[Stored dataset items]
//! Presence store adapters.
//!
//! - `inmemory`: process-local TTL map (single-instance deployments and tests)
//! - `redis`: shared Redis keys with `EX` TTL (feature `redis-backend`)

pub mod inmemory;
#[cfg(feature = "redis-backend")]
pub mod redis;

pub use inmemory::InMemoryPresenceStore;
#[cfg(feature = "redis-backend")]
pub use redis::RedisPresenceStore;
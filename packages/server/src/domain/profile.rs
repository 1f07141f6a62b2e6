//! User profiles and the profile lookup port.

use std::collections::HashMap;

use async_trait::async_trait;
use serde::{Deserialize, Serialize};

use super::{ProfileError, UserId};

/// Public profile metadata attached to roster snapshots.
#[derive(Debug, Clone, PartialEq, Eq, Serialize, Deserialize)]
pub struct Profile {
    pub id: UserId,
    #[serde(default)]
    pub display_name: String,
    #[serde(default)]
    pub avatar_url: String,
    #[serde(default)]
    pub about: String,
}

/// External profile lookup.
#[cfg_attr(test, mockall::automock)]
#[async_trait]
pub trait ProfileLookup: Send + Sync {
    /// Profiles for the given users. Users without a profile are simply absent from the map.
    async fn get_profiles(
        &self,
        user_ids: &[UserId],
    ) -> Result<HashMap<UserId, Profile>, ProfileError>;
}
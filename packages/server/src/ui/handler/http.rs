//! HTTP API endpoint handlers.

use std::sync::Arc;

use axum::{Json, extract::State, http::StatusCode};

use crate::{
    infrastructure::dto::http::{HealthDto, HubStateDto},
    ui::state::AppState,
};

/// Health check endpoint
pub async fn health_check(State(state): State<Arc<AppState>>) -> Json<HealthDto> {
    Json(HealthDto {
        status: "ok".to_string(),
        connections: state.active_connections(),
    })
}

/// Debug endpoint exposing the registry snapshot and hub counters
pub async fn debug_hub_state(
    State(state): State<Arc<AppState>>,
) -> Result<Json<HubStateDto>, StatusCode> {
    match state.hub.snapshot().await {
        Ok(snapshot) => Ok(Json(HubStateDto::new(
            &snapshot,
            state.config.max_connections,
            state.admission.available_permits(),
        ))),
        Err(e) => {
            tracing::warn!("Cannot read hub state: {}", e);
            Err(StatusCode::SERVICE_UNAVAILABLE)
        }
    }
}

WHAT YOU WILL DO: If a line in the records above contains the string "packages", copy that line out.

ANSWER BOX:
filename packages/server/src/domain/profile.rs
filename packages/server/src/ui/handler/http.rs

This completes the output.